O cenário de violência física e verbal foi aterrador nesta semana. Truculenta, a multidão que depredou os prédios governamentais também esmurrou, chutou, estapeou, expulsou, ofendeu e encurralou equipes de reportagem que trabalhavam no local. Equipamentos e bens pessoais foram destruídos e roubados. Ao mesmo tempo em que esse quadro é tristemente familiar, pois vem ocorrendo desde a derrota do ex-presidente Jair Bolsonaro nas urnas, tornou-se assustadoramente mais grave no início deste ano, com tentativas de linchamento e ameaças com armas de fogo.
Um repórter do jornal O Tempo, de Minas Gerais, que registrava os atos terroristas no Congresso Nacional foi agredido e mantido em cárcere privado por cerca de 30 minutos. O jornalista recebeu diversos socos, chutes e tapas, teve seu dinheiro roubado e foi acusado de ser um “infiltrado petista” enquanto ouvia, sob a mira de uma arma, que iria morrer. A Polícia Militar posicionada nos arredores do Palácio Itamaraty não prestou auxílio ao profissional.
Em um episódio igualmente chocante, uma repórter fotográfica do Metrópoles foi agredida por dez homens no entorno do Congresso Nacional. Ela fotografava o evento quando foi cercada por extremistas, tornando-se alvo de gritos, chutes e socos na barriga. Seu equipamento e seu celular foram roubados. Uma correspondente do The Washington Post também foi encurralada e atacada. Quebraram seus óculos, puxaram seus cabelos e a chamaram de “vagabunda” e “vadia” diversas vezes.

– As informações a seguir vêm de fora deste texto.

//! Traits for support mapping based shapes.

use crate::math::{Isometry, Point, Real, Vector};
use na::Unit;

/// Traits of convex shapes representable by a support mapping function.
///
/// A shape is described by a *core* convex set dilated by a sphere of radius
/// [`SupportMap::margin`]. The GJK-based queries operate on the core and add the margins back,
/// which keeps them robust for shallow penetrations.
pub trait SupportMap {
    /// Evaluates the support function of the core of this shape, ignoring its margin.
    ///
    /// `dir` does not have to be normalized and may be zero.
    fn local_support_point_without_margin(&self, dir: &Vector<Real>) -> Point<Real>;

    /// The radius of the sphere this shape's core is dilated by.
    fn margin(&self) -> Real {
        0.0
    }

    /// Evaluates the support function of this shape, margin included.
    ///
    /// A support function is a function associating a vector to the shape point which maximizes
    /// their dot product.
    fn local_support_point(&self, dir: &Vector<Real>) -> Point<Real> {
        let core = self.local_support_point_without_margin(dir);
        let margin = self.margin();

        if margin != 0.0 {
            let dir = if dir.norm_squared() < Real::EPSILON * Real::EPSILON {
                Vector::repeat(-1.0)
            } else {
                *dir
            };
            core + dir.normalize() * margin
        } else {
            core
        }
    }

    /// Same as `self.local_support_point` except that `dir` is normalized.
    fn local_support_point_toward(&self, dir: &Unit<Vector<Real>>) -> Point<Real> {
        self.local_support_point_without_margin(dir.as_ref()) + dir.into_inner() * self.margin()
    }

    /// Evaluates the support function of this shape transformed by `transform`.
    fn support_point(&self, transform: &Isometry<Real>, dir: &Vector<Real>) -> Point<Real> {
        let local_dir = transform.inverse_transform_vector(dir);
        transform * self.local_support_point(&local_dir)
    }

    /// Same as `self.support_point` except that `dir` is normalized.
    fn support_point_toward(
        &self,
        transform: &Isometry<Real>,
        dir: &Unit<Vector<Real>>,
    ) -> Point<Real> {
        let local_dir = Unit::new_unchecked(transform.inverse_transform_vector(dir));
        transform * self.local_support_point_toward(&local_dir)
    }

    /// Evaluates the core support function of this shape transformed by `transform`.
    fn support_point_without_margin(
        &self,
        transform: &Isometry<Real>,
        dir: &Vector<Real>,
    ) -> Point<Real> {
        let local_dir = transform.inverse_transform_vector(dir);
        transform * self.local_support_point_without_margin(&local_dir)
    }
}
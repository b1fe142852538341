//! Miscellaneous utilities.

use crate::math::Real;
use na::{Scalar, Vector3};

/// Trait to copy the sign of each component of one scalar/vector/matrix to another.
pub trait WSign<Rhs>: Sized {
    // See SIMD implementations of copy_sign there: https://stackoverflow.com/a/57872652
    /// Copy the sign of each component of `self` to the corresponding component of `to`.
    fn copy_sign_to(self, to: Rhs) -> Rhs;
}

impl WSign<Real> for Real {
    fn copy_sign_to(self, to: Self) -> Self {
        let minus_zero: Real = -0.0;
        let signbit = minus_zero.to_bits();
        Real::from_bits((signbit & self.to_bits()) | ((!signbit) & to.to_bits()))
    }
}

impl<N: Scalar + Copy + WSign<N>> WSign<Vector3<N>> for Vector3<N> {
    fn copy_sign_to(self, to: Vector3<N>) -> Vector3<N> {
        Vector3::new(
            self.x.copy_sign_to(to.x),
            self.y.copy_sign_to(to.y),
            self.z.copy_sign_to(to.z),
        )
    }
}
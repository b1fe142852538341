use crate::dynamics::{needs_response, ActivationState, ManifoldSet, RigidBodyHandle, RigidBodySet};
use crate::query::PersistentManifold;
use alloc::vec::Vec;
use ena::unify::{InPlaceUnificationTable, UnifyKey};

#[derive(Copy, Clone, Debug, Hash, PartialEq, Eq)]
struct IslandKey(u32);

impl UnifyKey for IslandKey {
    type Value = ();
    fn index(&self) -> u32 {
        self.0
    }
    fn from_index(u: u32) -> IslandKey {
        IslandKey(u)
    }
    fn tag() -> &'static str {
        "IslandKey"
    }
}

/// Groups bodies touching each other, or attached by joints, into simulation islands.
///
/// Islands are the unit of sleeping: an island falls asleep only once all of its bodies
/// want to, and wakes up as a whole. When islands are split, each of them is also solved
/// separately.
pub struct SimulationIslandManager {
    union_find: InPlaceUnificationTable<IslandKey>,
    /// The body handles, indexed by union-find key.
    handles: Vec<RigidBodyHandle>,
    /// `(island id, key)` of every dynamic body, sorted by island.
    elements: Vec<(usize, usize)>,
}

impl Default for SimulationIslandManager {
    fn default() -> Self {
        Self::new()
    }
}

impl core::fmt::Debug for SimulationIslandManager {
    fn fmt(&self, f: &mut core::fmt::Formatter<'_>) -> core::fmt::Result {
        f.debug_struct("SimulationIslandManager")
            .field("num_bodies", &self.handles.len())
            .field("elements", &self.elements)
            .finish()
    }
}

impl SimulationIslandManager {
    /// Creates a new island manager.
    pub fn new() -> Self {
        Self {
            union_find: InPlaceUnificationTable::new(),
            handles: Vec::new(),
            elements: Vec::new(),
        }
    }

    /// Resets the islands so that each body is its own island, and unites the bodies
    /// connected by manifolds with contacts.
    pub fn update_activation_state(&mut self, bodies: &mut RigidBodySet, manifolds: &ManifoldSet) {
        self.union_find = InPlaceUnificationTable::new();
        self.handles.clear();

        for (handle, body) in bodies.iter_mut() {
            let key = self.union_find.new_key(());
            body.island_tag = Some(key.0 as usize);
            self.handles.push(handle);
        }

        for (_, manifold) in manifolds.iter() {
            if manifold.num_contacts() == 0 {
                continue;
            }

            if let (Some(b0), Some(b1)) = (bodies.get(manifold.body0), bodies.get(manifold.body1)) {
                if b0.merges_simulation_islands() && b1.merges_simulation_islands() {
                    if let (Some(t0), Some(t1)) = (b0.island_tag, b1.island_tag) {
                        self.union_find.union(IslandKey(t0 as u32), IslandKey(t1 as u32));
                    }
                }
            }
        }
    }

    /// Merges the islands of two bodies.
    ///
    /// Must be called between [`Self::update_activation_state`] and
    /// [`Self::store_island_activation_state`].
    pub fn unite_bodies(&mut self, bodies: &RigidBodySet, body1: RigidBodyHandle, body2: RigidBodyHandle) {
        let tag = |h| bodies.get(h).and_then(|b| b.island_tag);
        if let (Some(t1), Some(t2)) = (tag(body1), tag(body2)) {
            self.union_find.union(IslandKey(t1 as u32), IslandKey(t2 as u32));
        }
    }

    /// Assigns its final island tag to each body. Static and kinematic bodies don't belong to
    /// any island.
    pub fn store_island_activation_state(&mut self, bodies: &mut RigidBodySet) {
        for (_, body) in bodies.iter_mut() {
            body.island_tag = match body.island_tag {
                Some(key) if !body.is_static_or_kinematic() => {
                    Some(self.union_find.find(IslandKey(key as u32)).0 as usize)
                }
                _ => None,
            };
        }
    }

    /// Updates the sleep state of each island, and collects the manifolds to solve.
    ///
    /// An island where no body is active and none has sleeping disabled falls asleep. An
    /// island containing a body that was woken up wakes up completely. Returns the
    /// manifolds of the pairs where at least one body is awake and both respond to contacts.
    fn build_islands<'a>(
        &mut self,
        bodies: &mut RigidBodySet,
        manifolds: &'a mut ManifoldSet,
    ) -> Vec<&'a mut PersistentManifold> {
        self.elements.clear();
        for (key, handle) in self.handles.iter().enumerate() {
            if let Some(island) = bodies.get(*handle).and_then(|b| b.island_tag) {
                self.elements.push((island, key));
            }
        }
        self.elements.sort();

        for group in self.elements.chunk_by(|a, b| a.0 == b.0) {
            let island_id = group[0].0;
            let island_bodies = || group.iter().map(|(_, key)| self.handles[*key]);

            let all_sleeping = island_bodies().all(|h| {
                let state = bodies[h].activation_state();
                state != ActivationState::Active && state != ActivationState::DisableDeactivation
            });

            for handle in island_bodies() {
                let body = &mut bodies[handle];
                if all_sleeping {
                    body.set_activation_state(ActivationState::IslandSleeping);
                } else if body.activation_state() == ActivationState::IslandSleeping {
                    body.set_activation_state(ActivationState::WantsDeactivation);
                }
            }

            if all_sleeping {
                log::trace!("Island {} fell asleep ({} bodies).", island_id, group.len());
            }
        }

        let mut island_manifolds = Vec::new();

        for (_, manifold) in manifolds.iter_mut() {
            manifold.island_id = None;

            let Some((b0, b1)) = bodies.get_pair_mut(manifold.body0, manifold.body1) else {
                continue;
            };

            let sleeping0 = b0.activation_state() == ActivationState::IslandSleeping;
            let sleeping1 = b1.activation_state() == ActivationState::IslandSleeping;

            if sleeping0 && sleeping1 {
                continue;
            }

            // Kinematic bodies don't merge islands, but wake up the bodies they touch.
            if manifold.num_contacts() > 0 {
                if b0.is_kinematic() && !sleeping0 {
                    b1.activate(false);
                }
                if b1.is_kinematic() && !sleeping1 {
                    b0.activate(false);
                }
            }

            if needs_response(b0, b1) {
                manifold.island_id = b0.island_tag.or(b1.island_tag);
                island_manifolds.push(manifold);
            }
        }

        island_manifolds
    }

    /// Updates the sleep state of each island, and calls `callback` with the bodies and
    /// manifolds to solve.
    ///
    /// If `split_islands` is set, `callback` is called once per awake island with its id.
    /// Otherwise it is called once for the whole world with a `None` island id.
    pub fn build_and_process_islands<F>(
        &mut self,
        bodies: &mut RigidBodySet,
        manifolds: &mut ManifoldSet,
        split_islands: bool,
        mut callback: F,
    ) where
        F: FnMut(&mut RigidBodySet, &[RigidBodyHandle], &mut [&mut PersistentManifold], Option<usize>),
    {
        let mut island_manifolds = self.build_islands(bodies, manifolds);

        if !split_islands {
            let all_bodies: Vec<_> = bodies.iter().map(|(h, _)| h).collect();
            callback(bodies, &all_bodies, &mut island_manifolds, None);
            return;
        }

        island_manifolds.sort_by_key(|m| m.island_id);

        let mut island_bodies = Vec::new();
        let mut start_manifold = 0;

        for group in self.elements.chunk_by(|a, b| a.0 == b.0) {
            let island_id = group[0].0;

            island_bodies.clear();
            island_bodies.extend(group.iter().map(|(_, key)| self.handles[*key]));
            let island_sleeping = island_bodies.iter().any(|h| !bodies[*h].is_active());

            // Skip the manifolds without island, or belonging to islands without bodies.
            while start_manifold < island_manifolds.len()
                && island_manifolds[start_manifold]
                    .island_id
                    .map(|id| id < island_id)
                    .unwrap_or(true)
            {
                start_manifold += 1;
            }

            let mut end_manifold = start_manifold;
            while end_manifold < island_manifolds.len()
                && island_manifolds[end_manifold].island_id == Some(island_id)
            {
                end_manifold += 1;
            }

            if !island_sleeping {
                callback(
                    bodies,
                    &island_bodies,
                    &mut island_manifolds[start_manifold..end_manifold],
                    Some(island_id),
                );
            }

            start_manifold = end_manifold;
        }
    }
}

#[cfg(test)]
mod test {
    use super::*;
    use crate::dynamics::{RigidBody, RigidBodyConstructionInfo};
    use crate::math::{Point, Vector};
    use crate::query::ManifoldPoint;
    use crate::shape::SharedShape;

    fn ball(mass: f32) -> RigidBody {
        RigidBody::new(RigidBodyConstructionInfo::from_shape(mass, SharedShape::ball(0.5)))
    }

    fn touch(manifolds: &mut ManifoldSet, b0: RigidBodyHandle, b1: RigidBodyHandle) {
        let handle = manifolds.get_new_manifold(b0, b1);
        let pt = ManifoldPoint::new(Point::origin(), Point::origin(), Vector::y(), 0.0);
        let _ = manifolds.get_mut(handle).unwrap().add_manifold_point(pt);
    }

    fn islands(
        manager: &mut SimulationIslandManager,
        bodies: &mut RigidBodySet,
        manifolds: &mut ManifoldSet,
    ) -> Vec<(Vec<RigidBodyHandle>, usize)> {
        manager.update_activation_state(bodies, manifolds);
        manager.store_island_activation_state(bodies);

        let mut result = Vec::new();
        manager.build_and_process_islands(bodies, manifolds, true, |_, bodies, manifolds, _| {
            result.push((bodies.to_vec(), manifolds.len()));
        });
        result
    }

    #[test]
    fn static_bodies_do_not_merge_islands() {
        let mut bodies = RigidBodySet::new();
        let mut manifolds = ManifoldSet::new();
        let mut manager = SimulationIslandManager::new();

        let ground = bodies.insert(ball(0.0));
        let a = bodies.insert(ball(1.0));
        let b = bodies.insert(ball(1.0));
        let c = bodies.insert(ball(1.0));

        touch(&mut manifolds, a, ground);
        touch(&mut manifolds, b, ground);
        touch(&mut manifolds, b, c);

        let islands = islands(&mut manager, &mut bodies, &mut manifolds);
        assert_eq!(islands.len(), 2);
        assert!(islands.contains(&(vec![a], 1)));
        assert!(islands
            .iter()
            .any(|(bodies, n)| *n == 2 && bodies.contains(&b) && bodies.contains(&c)));
        assert_eq!(bodies[ground].island_tag(), None);
        assert_eq!(bodies[b].island_tag(), bodies[c].island_tag());
    }

    #[test]
    fn islands_sleep_as_a_whole() {
        let mut bodies = RigidBodySet::new();
        let mut manifolds = ManifoldSet::new();
        let mut manager = SimulationIslandManager::new();

        let a = bodies.insert(ball(1.0));
        let b = bodies.insert(ball(1.0));
        touch(&mut manifolds, a, b);

        bodies[a].set_activation_state(ActivationState::WantsDeactivation);
        let _ = islands(&mut manager, &mut bodies, &mut manifolds);
        assert_eq!(bodies[a].activation_state(), ActivationState::WantsDeactivation);
        assert_eq!(bodies[b].activation_state(), ActivationState::Active);

        bodies[b].set_activation_state(ActivationState::WantsDeactivation);
        let solved = islands(&mut manager, &mut bodies, &mut manifolds);
        assert!(solved.is_empty());
        assert_eq!(bodies[a].activation_state(), ActivationState::IslandSleeping);
        assert_eq!(bodies[b].activation_state(), ActivationState::IslandSleeping);

        // Waking up one body wakes up its island.
        bodies[a].activate(false);
        let _ = islands(&mut manager, &mut bodies, &mut manifolds);
        assert_eq!(bodies[b].activation_state(), ActivationState::WantsDeactivation);
    }

    #[test]
    fn unsplit_islands_are_processed_once() {
        let mut bodies = RigidBodySet::new();
        let mut manifolds = ManifoldSet::new();
        let mut manager = SimulationIslandManager::new();

        let a = bodies.insert(ball(1.0));
        let b = bodies.insert(ball(1.0));
        let c = bodies.insert(ball(1.0));
        touch(&mut manifolds, a, b);
        let _ = c;

        manager.update_activation_state(&mut bodies, &manifolds);
        manager.store_island_activation_state(&mut bodies);

        let mut calls = 0;
        manager.build_and_process_islands(&mut bodies, &mut manifolds, false, |_, bodies, manifolds, id| {
            calls += 1;
            assert_eq!(id, None);
            assert_eq!(bodies.len(), 3);
            assert_eq!(manifolds.len(), 1);
        });
        assert_eq!(calls, 1);
    }
}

Entre a longa lista de vítimas, também estão repórteres e fotojornalistas dos meios Folha de S.Paulo, O Globo, Band TV, RecordTV, Rede Massa, Banda B, Hora Campinas, CBN Maceió, Portal Cada Minuto, Poder360, Congresso em Foco, Ponte Jornalismo, Brasil 247, Rádio Jovem Pan e das agências Brasil, Anadolu, France Press (AFP) e Reuters. A maior parte (43,2%) dos ataques se concentrou em Brasília. A Abraji identificou outros casos em São Paulo, Rio de Janeiro, Praia Grande e Ribeirão Preto (SP), Curitiba, Florianópolis, Recife, Natal, Maceió, Cuiabá, Lucas do Rio Verde (MT), Campo Grande e Rio Branco.
A ponta de um (assombroso) iceberg
Os 37 ataques registrados entre os dias 8 e 9.jan.2023 são recortes de um contexto amplo de agressões à imprensa. Desde o fim do período eleitoral, foram identificados 115 casos de violência política contra jornalistas, todos considerados graves – envolvendo agressões físicas, destruição e roubo de equipamentos, intimidação e ameaças. Apoiadores de Jair Bolsonaro despontam como os agressores na esmagadora maioria dos casos.
Atos antidemocráticos, realizados desde 30.out.2022, em recusa à vitória de Luiz Inácio Lula da Silva (PT), definiram 2022 como o ano mais violento para profissionais da imprensa desde 2019, início do monitoramento sistemático de ataques a jornalistas feito anualmente pela Abraji. Houve um crescimento de 22,7% nos casos em relação a 2021. Em 2023, os recordes continuam sendo batidos: com o cenário político turbulento, foi registrado quase o triplo de agressões em relação ao mesmo período no ano passado.
Organizações como o Pacto pela Democracia, Voces del Sur (VdS), IFEX, Comitê para a Proteção dos Jornalistas (CPJ), Repórteres sem Fronteiras (RSF), Federação Nacional dos Jornalistas (Fenaj), Transparência Internacional - Brasil, Associação dos Magistrados Brasileiros (AMB), Associação de Jornalismo Digital (Ajor), CBN Maceió e Associação de Jornalistas de Educação (Jeduca), além da Abraji, estão entre as que se manifestaram em repúdio aos ataques em Brasília e no resto do país.